### WHAT NEEDS TO BE DONE
The lines to reproduce run from the first one below to the line containing "One gateway connection.", both included. Reproduce them exactly and nothing else.

### Collected data entries
|---|

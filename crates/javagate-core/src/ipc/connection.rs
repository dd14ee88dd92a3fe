//! A single TCP session with the gateway.
//!
//! The protocol forbids pipelining: at most one command is in flight per
//! connection, and the next write must not begin until exactly one
//! newline-terminated response line has been read. Exclusive ownership
//! (`&mut self` on [`Connection::send`], enforced pool checkout above)
//! provides that discipline.

use crate::config::GatewayConfig;
use crate::error::{GatewayError, Result};
use crate::protocol;
use std::net::SocketAddr;
use tokio::io::{AsyncBufReadExt, AsyncWriteExt, BufReader};
use tokio::net::tcp::{OwnedReadHalf, OwnedWriteHalf};
use tokio::net::TcpStream;
use tracing::debug;

/// One gateway connection.
///
/// The buffered reader keeps any bytes that arrive past the response
/// newline; they are consumed by the next read on this connection.
#[derive(Debug)]
pub struct Connection {
    reader: BufReader<OwnedReadHalf>,
    writer: OwnedWriteHalf,
    peer: SocketAddr,
    alive: bool,
}

impl Connection {
    /// Open a connection to the configured gateway and complete the
    /// authentication handshake when a token is configured.
    pub async fn connect(config: &GatewayConfig) -> Result<Self> {
        let stream = tokio::time::timeout(config.connect_timeout, TcpStream::connect(config.address))
            .await
            .map_err(|_| {
                GatewayError::network(format!("connect to {} timed out", config.address))
            })?
            .map_err(|e| GatewayError::Network {
                message: format!("connect to {} failed", config.address),
                source: Some(e),
            })?;
        stream.set_nodelay(true)?;
        let peer = stream.peer_addr()?;
        let (read_half, write_half) = stream.into_split();

        let mut conn = Self {
            reader: BufReader::new(read_half),
            writer: write_half,
            peer,
            alive: true,
        };

        if let Some(token) = &config.auth_token {
            conn.authenticate(token).await?;
        }

        debug!("gateway connection established to {}", peer);
        Ok(conn)
    }

    /// Send one command and read exactly one response line (without its
    /// trailing newline).
    ///
    /// Any transport error marks the connection dead; the pool discards
    /// dead connections on release.
    pub async fn send(&mut self, command: &str) -> Result<String> {
        if !self.alive {
            return Err(GatewayError::network("connection is closed"));
        }
        match self.send_inner(command).await {
            Ok(line) => Ok(line),
            Err(e) => {
                self.alive = false;
                Err(e)
            }
        }
    }

    async fn send_inner(&mut self, command: &str) -> Result<String> {
        self.writer.write_all(command.as_bytes()).await?;
        self.writer.flush().await?;

        let mut line = String::new();
        let n = self.reader.read_line(&mut line).await?;
        if n == 0 {
            return Err(GatewayError::network("gateway closed the connection"));
        }
        if line.pop() != Some('\n') {
            return Err(GatewayError::network(
                "gateway closed the connection mid-response",
            ));
        }
        Ok(line)
    }

    async fn authenticate(&mut self, token: &str) -> Result<()> {
        protocol::validate_identifier("auth token", token)?;
        let command = format!("{}\n{}\n{}", protocol::AUTH_COMMAND, token, protocol::END_PART);
        let reply = self.send(&command).await?;
        let reply = reply.strip_prefix('!').unwrap_or(&reply);
        if reply.starts_with(protocol::SUCCESS) {
            debug!("gateway connection to {} authenticated", self.peer);
            Ok(())
        } else {
            self.alive = false;
            Err(GatewayError::Authentication)
        }
    }

    /// False once a transport error has been observed.
    pub fn is_alive(&self) -> bool {
        self.alive
    }

    /// Address of the gateway peer.
    pub fn peer_addr(&self) -> SocketAddr {
        self.peer
    }
}

#[cfg(test)]
mod tests {
    use super::*;
    use tokio::io::{AsyncBufReadExt, AsyncWriteExt, BufReader};
    use tokio::net::TcpListener;

    async fn one_shot_peer(replies: Vec<&'static str>) -> SocketAddr {
        let listener = TcpListener::bind("127.0.0.1:0").await.unwrap();
        let addr = listener.local_addr().unwrap();
        tokio::spawn(async move {
            let (stream, _) = listener.accept().await.unwrap();
            let (read_half, mut write_half) = stream.into_split();
            let mut lines = BufReader::new(read_half).lines();
            let mut replies = replies.into_iter();
            // Reply once per complete command (terminated by "e").
            while let Ok(Some(line)) = lines.next_line().await {
                if line == "e" {
                    match replies.next() {
                        Some(reply) => write_half.write_all(reply.as_bytes()).await.unwrap(),
                        None => break,
                    }
                }
            }
        });
        addr
    }

    #[tokio::test]
    async fn test_send_reads_one_line() {
        let addr = one_shot_peer(vec!["!yi7\n"]).await;
        let config = GatewayConfig::new().with_address(addr);
        let mut conn = Connection::connect(&config).await.unwrap();

        let line = conn.send("c\nt\nadd\ni3\ni4\ne\n").await.unwrap();
        assert_eq!(line, "!yi7");
        assert!(conn.is_alive());
    }

    #[tokio::test]
    async fn test_peer_close_is_network_error() {
        let addr = one_shot_peer(vec![]).await;
        let config = GatewayConfig::new().with_address(addr);
        let mut conn = Connection::connect(&config).await.unwrap();

        let err = conn.send("s\ne\n").await.unwrap_err();
        assert!(err.is_network());
        assert!(!conn.is_alive());

        // Subsequent sends fail fast.
        let err = conn.send("s\ne\n").await.unwrap_err();
        assert!(err.is_network());
    }

    #[tokio::test]
    async fn test_auth_success() {
        let addr = one_shot_peer(vec!["!yv\n", "!yi1\n"]).await;
        let config = GatewayConfig::new().with_address(addr).with_auth_token("tok");
        let mut conn = Connection::connect(&config).await.unwrap();

        let line = conn.send("c\nt\ngetOne\ne\n").await.unwrap();
        assert_eq!(line, "!yi1");
    }

    #[tokio::test]
    async fn test_auth_failure() {
        let addr = one_shot_peer(vec!["!xsbad token\n"]).await;
        let config = GatewayConfig::new().with_address(addr).with_auth_token("nope");
        let err = Connection::connect(&config).await.unwrap_err();
        assert!(matches!(err, GatewayError::Authentication));
    }

    #[tokio::test]
    async fn test_connect_refused() {
        // Port 1 is never listening.
        let config = GatewayConfig::new().with_address("127.0.0.1:1".parse().unwrap());
        let err = Connection::connect(&config).await.unwrap_err();
        assert!(err.is_network());
    }
}
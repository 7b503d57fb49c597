use super::{check_level_range, filter::normalize_entry, Alphabet, WordFilter, WordSource};
use crate::error::Result;
use std::collections::HashSet;

/// In-memory leveled corpus, applying the same normalization and filters as [`super::Corpus`]
#[derive(Debug, Clone)]
pub struct MemoryCorpus {
    level_count: usize,
    categories: Vec<(String, Vec<Vec<String>>)>,
    excluded: HashSet<String>,
    alphabet: Alphabet,
}

impl MemoryCorpus {
    /// `level_count` must be at least one
    pub fn new(level_count: usize) -> Self {
        Self {
            level_count: level_count.max(1),
            categories: Vec::new(),
            excluded: HashSet::new(),
            alphabet: Alphabet::default(),
        }
    }

    /// Append `words` to `category` at `level`; levels past the end are ignored
    pub fn with_words<S: AsRef<str>>(mut self, category: &str, level: usize, words: &[S]) -> Self {
        if level >= self.level_count {
            log::warn!("ignoring words for level {level}, corpus has {} levels", self.level_count);
            return self;
        }

        let idx = match self.categories.iter().position(|(name, _)| name == category) {
            Some(idx) => idx,
            None => {
                self.categories
                    .push((category.to_string(), vec![Vec::new(); self.level_count]));
                self.categories.len() - 1
            }
        };
        self.categories[idx].1[level].extend(words.iter().map(|w| w.as_ref().to_string()));
        self
    }

    pub fn with_excluded<S: AsRef<str>>(mut self, words: &[S]) -> Self {
        self.excluded
            .extend(words.iter().filter_map(|w| normalize_entry(w.as_ref())));
        self
    }

    pub fn with_alphabet(mut self, alphabet: Alphabet) -> Self {
        self.alphabet = alphabet;
        self
    }
}

impl WordSource for MemoryCorpus {
    fn max_level(&self) -> usize {
        self.level_count - 1
    }

    fn get_words(
        &self,
        min_level: usize,
        max_level: usize,
        filter: &WordFilter,
    ) -> Result<Vec<String>> {
        check_level_range(min_level, max_level, self.max_level())?;
        filter.validate()?;

        Ok(self
            .categories
            .iter()
            .flat_map(|(_, levels)| levels[min_level..=max_level].iter().flatten())
            .filter_map(|line| normalize_entry(line))
            .filter(|word| filter.accepts(word, &self.alphabet, &self.excluded))
            .collect())
    }
}
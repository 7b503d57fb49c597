pub mod app_dirs;
pub mod config;
pub mod corpus;
pub mod error;
pub mod frequency;
pub mod report;
pub mod sampler;
pub mod scoring;
pub mod ui;
pub mod util;
pub mod words;

pub use config::{Config, ConfigStore, FileConfigStore};
pub use corpus::{Alphabet, Corpus, MemoryCorpus, WordFilter, WordSource};
pub use error::{Result, WordError};
pub use frequency::{FrequencyCache, FrequencyStore, FrequencyTable, Normalization};
pub use sampler::{SampleRequest, SampledWord};
pub use scoring::Difficulty;
pub use words::Words;
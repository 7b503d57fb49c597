use crate::app_dirs::AppDirs;
use crate::error::{Result, WordError};
use serde::{Deserialize, Serialize};
use std::fs;
use std::path::{Path, PathBuf};

pub const DEFAULT_LEVEL_TAGS: [u32; 10] = [10, 20, 35, 40, 50, 55, 60, 70, 80, 95];
pub const DEFAULT_ALPHABET: &str = "abcdefghijklmnopqrstuvwxyz";
pub const DEFAULT_VOWELS: &str = "aeiouyw";

#[derive(Debug, Clone, Serialize, Deserialize, PartialEq)]
#[serde(default)]
pub struct Config {
    /// Root directory of the word list database
    pub corpus_dir: PathBuf,
    /// Word list categories, relative to `corpus_dir`, read in this order
    pub categories: Vec<String>,
    /// Exclusion lists, relative to `corpus_dir`
    pub offensive: Vec<String>,
    /// External tier identifier for each level index, ascending
    pub level_tags: Vec<u32>,
    /// Letter frequency cache; resolved through `AppDirs` when unset
    pub frequency_cache: Option<PathBuf>,
    pub allowed_letters: String,
    pub vowels: String,
}

impl Default for Config {
    fn default() -> Self {
        Self {
            corpus_dir: PathBuf::from("scowl-2020.12.07"),
            categories: vec![
                "final/english-words".to_string(),
                "final/american-words".to_string(),
            ],
            offensive: vec!["misc/offensive.1".to_string()],
            level_tags: DEFAULT_LEVEL_TAGS.to_vec(),
            frequency_cache: None,
            allowed_letters: DEFAULT_ALPHABET.to_string(),
            vowels: DEFAULT_VOWELS.to_string(),
        }
    }
}

impl Config {
    /// Highest valid level index
    pub fn max_level(&self) -> usize {
        self.level_tags.len().saturating_sub(1)
    }

    pub fn frequency_cache_path(&self) -> PathBuf {
        self.frequency_cache
            .clone()
            .unwrap_or_else(AppDirs::frequency_cache_path)
    }

    pub fn validate(&self) -> Result<()> {
        if self.level_tags.is_empty() {
            return Err(WordError::InvalidParameter(
                "at least one level tag is required".to_string(),
            ));
        }
        if self.level_tags.windows(2).any(|pair| pair[0] >= pair[1]) {
            return Err(WordError::InvalidParameter(format!(
                "level tags must be strictly increasing, got {:?}",
                self.level_tags
            )));
        }
        if self.allowed_letters.is_empty() {
            return Err(WordError::InvalidParameter(
                "allowed letters must not be empty".to_string(),
            ));
        }
        Ok(())
    }
}

pub trait ConfigStore {
    fn load(&self) -> Config;
    fn save(&self, cfg: &Config) -> std::io::Result<()>;
}

#[derive(Debug, Clone)]
pub struct FileConfigStore {
    path: PathBuf,
}

impl FileConfigStore {
    #[allow(clippy::new_without_default)]
    pub fn new() -> Self {
        Self {
            path: AppDirs::config_path(),
        }
    }

    pub fn with_path<P: AsRef<Path>>(p: P) -> Self {
        Self {
            path: p.as_ref().to_path_buf(),
        }
    }

    pub fn path(&self) -> &Path {
        &self.path
    }
}

impl Default for FileConfigStore {
    fn default() -> Self {
        Self::new()
    }
}

impl ConfigStore for FileConfigStore {
    fn load(&self) -> Config {
        if let Ok(bytes) = fs::read(&self.path) {
            match serde_json::from_slice::<Config>(&bytes) {
                Ok(cfg) => return cfg,
                Err(e) => log::warn!(
                    "ignoring unreadable config {}: {e}",
                    self.path.display()
                ),
            }
        }
        Config::default()
    }

    fn save(&self, cfg: &Config) -> std::io::Result<()> {
        if let Some(parent) = self.path.parent() {
            fs::create_dir_all(parent)?;
        }
        let data = serde_json::to_vec_pretty(cfg)?;
        fs::write(&self.path, data)
    }
}

#[cfg(test)]
mod tests {
    use super::*;
    use tempfile::tempdir;

    #[test]
    fn roundtrip_default_config() {
        let dir = tempdir().unwrap();
        let path = dir.path().join("config.json");
        let store = FileConfigStore::with_path(&path);
        let cfg = Config::default();
        store.save(&cfg).unwrap();
        let loaded = store.load();
        assert_eq!(cfg, loaded);
    }

    #[test]
    fn save_and_load_custom_config() {
        let dir = tempdir().unwrap();
        let path = dir.path().join("nested").join("config.json");
        let store = FileConfigStore::with_path(&path);
        let cfg = Config {
            corpus_dir: PathBuf::from("/data/scowl"),
            categories: vec!["final/british-words".into()],
            offensive: vec![],
            level_tags: vec![10, 20, 35],
            frequency_cache: Some(PathBuf::from("/tmp/freqs.json")),
            allowed_letters: "abc".into(),
            vowels: "a".into(),
        };
        store.save(&cfg).unwrap();
        let loaded = store.load();
        assert_eq!(cfg, loaded);
    }

    #[test]
    fn missing_or_corrupt_config_falls_back_to_default() {
        let dir = tempdir().unwrap();
        let missing = FileConfigStore::with_path(dir.path().join("absent.json"));
        assert_eq!(missing.load(), Config::default());

        let corrupt_path = dir.path().join("corrupt.json");
        fs::write(&corrupt_path, b"{ not json").unwrap();
        let corrupt = FileConfigStore::with_path(&corrupt_path);
        assert_eq!(corrupt.load(), Config::default());
    }

    #[test]
    fn partial_config_fills_in_defaults() {
        let dir = tempdir().unwrap();
        let path = dir.path().join("config.json");
        fs::write(&path, br#"{ "corpus_dir": "/srv/words" }"#).unwrap();
        let cfg = FileConfigStore::with_path(&path).load();
        assert_eq!(cfg.corpus_dir, PathBuf::from("/srv/words"));
        assert_eq!(cfg.level_tags, DEFAULT_LEVEL_TAGS.to_vec());
        assert_eq!(cfg.max_level(), 9);
    }

    #[test]
    fn validate_rejects_bad_level_tags() {
        let mut cfg = Config::default();
        assert!(cfg.validate().is_ok());

        cfg.level_tags = vec![];
        assert!(matches!(cfg.validate(), Err(WordError::InvalidParameter(_))));

        cfg.level_tags = vec![10, 10, 20];
        assert!(matches!(cfg.validate(), Err(WordError::InvalidParameter(_))));
    }
}
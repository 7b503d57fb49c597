use std::f64::consts::PI;

pub fn mean(data: &[f64]) -> Option<f64> {
    let sum = data.iter().sum::<f64>();
    let count = data.len();

    match count {
        positive if positive > 0 => Some(sum / count as f64),
        _ => None,
    }
}

pub fn std_dev(data: &[f64]) -> Option<f64> {
    match (mean(data), data.len()) {
        (Some(data_mean), count) if count > 0 => {
            let variance = data
                .iter()
                .map(|value| {
                    let diff = data_mean - *value;

                    diff * diff
                })
                .sum::<f64>()
                / count as f64;

            Some(variance.sqrt())
        }
        _ => None,
    }
}

/// Error function, Abramowitz & Stegun 7.1.26 (absolute error below 1.5e-7)
pub fn erf(x: f64) -> f64 {
    const A1: f64 = 0.254829592;
    const A2: f64 = -0.284496736;
    const A3: f64 = 1.421413741;
    const A4: f64 = -1.453152027;
    const A5: f64 = 1.061405429;
    const P: f64 = 0.3275911;

    let sign = if x < 0.0 { -1.0 } else { 1.0 };
    let x = x.abs();
    let t = 1.0 / (1.0 + P * x);
    let poly = ((((A5 * t + A4) * t + A3) * t + A2) * t + A1) * t;

    sign * (1.0 - poly * (-x * x).exp())
}

/// Standard normal density
pub fn std_normal_pdf(z: f64) -> f64 {
    (-0.5 * z * z).exp() / (2.0 * PI).sqrt()
}

/// Standard normal cumulative distribution
pub fn std_normal_cdf(z: f64) -> f64 {
    0.5 * (1.0 + erf(z / std::f64::consts::SQRT_2))
}

/// Density of a normal(`loc`, `scale`) truncated to `[low, high]`.
///
/// Zero outside the interval. `scale` must be positive; callers validate it.
pub fn truncated_normal_pdf(x: f64, loc: f64, scale: f64, low: f64, high: f64) -> f64 {
    if x < low || x > high {
        return 0.0;
    }

    let a = (low - loc) / scale;
    let b = (high - loc) / scale;
    let mass = std_normal_cdf(b) - std_normal_cdf(a);
    if mass <= 0.0 {
        return 0.0;
    }

    std_normal_pdf((x - loc) / scale) / (scale * mass)
}
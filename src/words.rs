use crate::config::Config;
use crate::corpus::{Corpus, WordFilter, WordSource};
use crate::error::Result;
use crate::frequency::{FrequencyCache, FrequencyStore, FrequencyTable, Normalization};
use crate::sampler::{self, SampleRequest, SampledWord};
use crate::scoring::{self, Difficulty};
use rand::Rng;
use std::sync::Arc;

/// Everything word operations need: a leveled source and the shared letter
/// frequency table. Built once per process and passed by reference.
#[derive(Debug)]
pub struct Words<S: WordSource = Corpus> {
    source: S,
    frequencies: FrequencyStore,
}

impl Words<Corpus> {
    /// Corpus and frequency cache as described by `config`. A missing cache is
    /// allowed here so it can be generated; scoring reports it as `MissingCache`.
    pub fn from_config(config: &Config) -> Result<Self> {
        config.validate()?;
        let cache = FrequencyCache::new(config.frequency_cache_path());
        Ok(Self::new(
            Corpus::from_config(config),
            FrequencyStore::open_or_empty(cache)?,
        ))
    }
}

impl<S: WordSource> Words<S> {
    pub fn new(source: S, frequencies: FrequencyStore) -> Self {
        Self {
            source,
            frequencies,
        }
    }

    pub fn source(&self) -> &S {
        &self.source
    }

    pub fn frequency_store(&self) -> &FrequencyStore {
        &self.frequencies
    }

    /// Current letter frequency table
    pub fn frequencies(&self) -> Result<Arc<FrequencyTable>> {
        self.frequencies.snapshot()
    }

    pub fn max_level(&self) -> usize {
        self.source.max_level()
    }

    pub fn get_words(
        &self,
        min_level: usize,
        max_level: usize,
        filter: &WordFilter,
    ) -> Result<Vec<String>> {
        self.source.get_words(min_level, max_level, filter)
    }

    pub fn get_random_word<R: Rng + ?Sized>(
        &self,
        request: &SampleRequest,
        rng: &mut R,
    ) -> Result<SampledWord> {
        sampler::get_random_word(&self.source, request, rng)
    }

    pub fn random_word(&self, request: &SampleRequest) -> Result<SampledWord> {
        self.get_random_word(request, &mut rand::thread_rng())
    }

    pub fn letter_frequency(&self, word: &str, average: bool, count_repeats: bool) -> Result<f64> {
        let table = self.frequencies()?;
        scoring::letter_frequency(&table, word, average, count_repeats)
    }

    /// Difficulty of `word` at `level`, relative to this source's highest level
    pub fn difficulty(&self, word: &str, level: usize) -> Result<Difficulty> {
        let table = self.frequencies()?;
        scoring::difficulty(&table, word, level, self.max_level())
    }

    /// Recount letter frequencies over every word at or below `max_level`
    /// (all levels when `None`), persist them, and swap them in
    pub fn generate_letter_frequencies(
        &self,
        max_level: Option<usize>,
        normalization: Normalization,
    ) -> Result<Arc<FrequencyTable>> {
        let max_level = max_level.unwrap_or_else(|| self.max_level());
        let words = self.source.words_up_to(max_level, &WordFilter::default())?;
        log::info!(
            "generating {normalization}-normalized letter frequencies from {} words",
            words.len()
        );
        let table = FrequencyTable::generate(&words, normalization)?;
        self.frequencies.replace(table)
    }
}
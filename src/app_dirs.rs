use directories::ProjectDirs;
use std::path::PathBuf;

/// Centralized application directory resolution
pub struct AppDirs;

impl AppDirs {
    pub fn config_path() -> PathBuf {
        ProjectDirs::from("", "", "wordtier")
            .map(|proj_dirs| proj_dirs.config_dir().join("config.json"))
            .unwrap_or_else(|| PathBuf::from("wordtier_config.json"))
    }

    pub fn frequency_cache_path() -> PathBuf {
        if let Ok(home) = std::env::var("HOME") {
            PathBuf::from(home)
                .join(".local")
                .join("share")
                .join("wordtier")
                .join("freqs.json")
        } else {
            ProjectDirs::from("", "", "wordtier")
                .map(|proj_dirs| proj_dirs.data_local_dir().join("freqs.json"))
                .unwrap_or_else(|| PathBuf::from("freqs.json"))
        }
    }
}
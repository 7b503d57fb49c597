use crate::corpus::{check_level_range, WordFilter, WordSource};
use crate::error::{Result, WordError};
use crate::util::truncated_normal_pdf;
use rand::distributions::{Distribution, WeightedIndex};
use rand::seq::SliceRandom;
use rand::Rng;

/// Parameters for drawing one word from a range of levels
#[derive(Debug, Clone, PartialEq)]
pub struct SampleRequest {
    pub min_level: usize,
    pub max_level: usize,
    /// Centre of the level distribution; uniform over the range when `None`
    pub mean_level: Option<f64>,
    pub std: f64,
    pub filter: WordFilter,
}

impl SampleRequest {
    pub fn new(min_level: usize, max_level: usize) -> Self {
        Self {
            min_level,
            max_level,
            mean_level: None,
            std: 1.0,
            filter: WordFilter::default(),
        }
    }

    pub fn mean_level(mut self, mean: f64) -> Self {
        self.mean_level = Some(mean);
        self
    }

    pub fn std(mut self, std: f64) -> Self {
        self.std = std;
        self
    }

    pub fn filter(mut self, filter: WordFilter) -> Self {
        self.filter = filter;
        self
    }
}

#[derive(Debug, Clone, PartialEq)]
pub struct SampledWord {
    pub word: String,
    pub level: usize,
    /// `level` divided by the source's highest level
    pub normalized_level: f64,
}

/// Sampling weight of each level in `min_level..=max_level`.
///
/// A single level gets `[1]`, no mean gives uniform weights, otherwise each
/// level is weighted by a normal(`mean`, `std`) density truncated to the range.
pub fn level_weights(
    min_level: usize,
    max_level: usize,
    mean_level: Option<f64>,
    std: f64,
) -> Result<Vec<f64>> {
    if min_level > max_level {
        return Err(WordError::OutOfRange(format!(
            "min level {min_level} exceeds max level {max_level}"
        )));
    }

    let size = max_level - min_level + 1;
    if size == 1 {
        return Ok(vec![1.0]);
    }

    let Some(mean) = mean_level else {
        return Ok(vec![1.0; size]);
    };

    check_mean(min_level, max_level, mean)?;
    if !(std > 0.0 && std.is_finite()) {
        return Err(WordError::InvalidParameter(format!(
            "standard deviation must be positive and finite, got {std}"
        )));
    }

    let (low, high) = (min_level as f64, max_level as f64);
    Ok((min_level..=max_level)
        .map(|level| truncated_normal_pdf(level as f64, mean, std, low, high))
        .collect())
}

fn check_mean(min_level: usize, max_level: usize, mean: f64) -> Result<()> {
    if !(min_level as f64 <= mean && mean <= max_level as f64) {
        return Err(WordError::OutOfRange(format!(
            "mean level must lie between {min_level} and {max_level}, got {mean}"
        )));
    }
    Ok(())
}

/// Draw a random word from a randomly chosen level.
///
/// Levels are drawn by weight; a level whose filtered word list is empty is
/// never drawn again, and once every level has come up empty the draw fails
/// with `NoWordsFound`.
pub fn get_random_word<S, R>(source: &S, request: &SampleRequest, rng: &mut R) -> Result<SampledWord>
where
    S: WordSource + ?Sized,
    R: Rng + ?Sized,
{
    let (min_level, max_level) = (request.min_level, request.max_level);
    let highest = source.max_level();
    check_level_range(min_level, max_level, highest)?;
    if let Some(mean) = request.mean_level {
        check_mean(min_level, max_level, mean)?;
    }
    request.filter.validate()?;

    let levels: Vec<usize> = (min_level..=max_level).collect();
    let mut weights = level_weights(min_level, max_level, request.mean_level, request.std)?;
    let mut exhausted = vec![false; levels.len()];

    for _ in 0..levels.len() {
        let idx = match WeightedIndex::new(&weights) {
            Ok(dist) => dist.sample(rng),
            // every live level's density underflowed; fall back to a uniform pick
            Err(_) => match pick_live_level(&exhausted, rng) {
                Some(idx) => idx,
                None => break,
            },
        };
        let level = levels[idx];

        let words = source.get_words(level, level, &request.filter)?;
        if let Some(word) = words.choose(rng) {
            return Ok(SampledWord {
                word: word.clone(),
                level,
                normalized_level: normalize_level(level, highest),
            });
        }

        log::debug!("level {level} has no matching words, excluding it from this draw");
        weights[idx] = 0.0;
        exhausted[idx] = true;
    }

    Err(WordError::NoWordsFound)
}

fn pick_live_level<R: Rng + ?Sized>(exhausted: &[bool], rng: &mut R) -> Option<usize> {
    let live: Vec<usize> = (0..exhausted.len()).filter(|&idx| !exhausted[idx]).collect();
    live.choose(rng).copied()
}

fn normalize_level(level: usize, highest: usize) -> f64 {
    if highest == 0 {
        0.0
    } else {
        level as f64 / highest as f64
    }
}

|---|

### REPLY TO THE TASK
filename crates/javagate-core/src/ipc/connection.rs
repository dd14ee88dd92a3fe
//! A single TCP session with the gateway.
//!
//! The protocol forbids pipelining: at most one command is in flight per
//! connection, and the next write must not begin until exactly one
//! newline-terminated response line has been read. Exclusive ownership
//! (`&mut self` on [`Connection::send`], enforced pool checkout above)
//! provides that discipline.

use crate::config::GatewayConfig;
use crate::error::{GatewayError, Result};
use crate::protocol;
use std::net::SocketAddr;
use tokio::io::{AsyncBufReadExt, AsyncWriteExt, BufReader};
use tokio::net::tcp::{OwnedReadHalf, OwnedWriteHalf};
use tokio::net::TcpStream;
use tracing::debug;

/// One gateway connection.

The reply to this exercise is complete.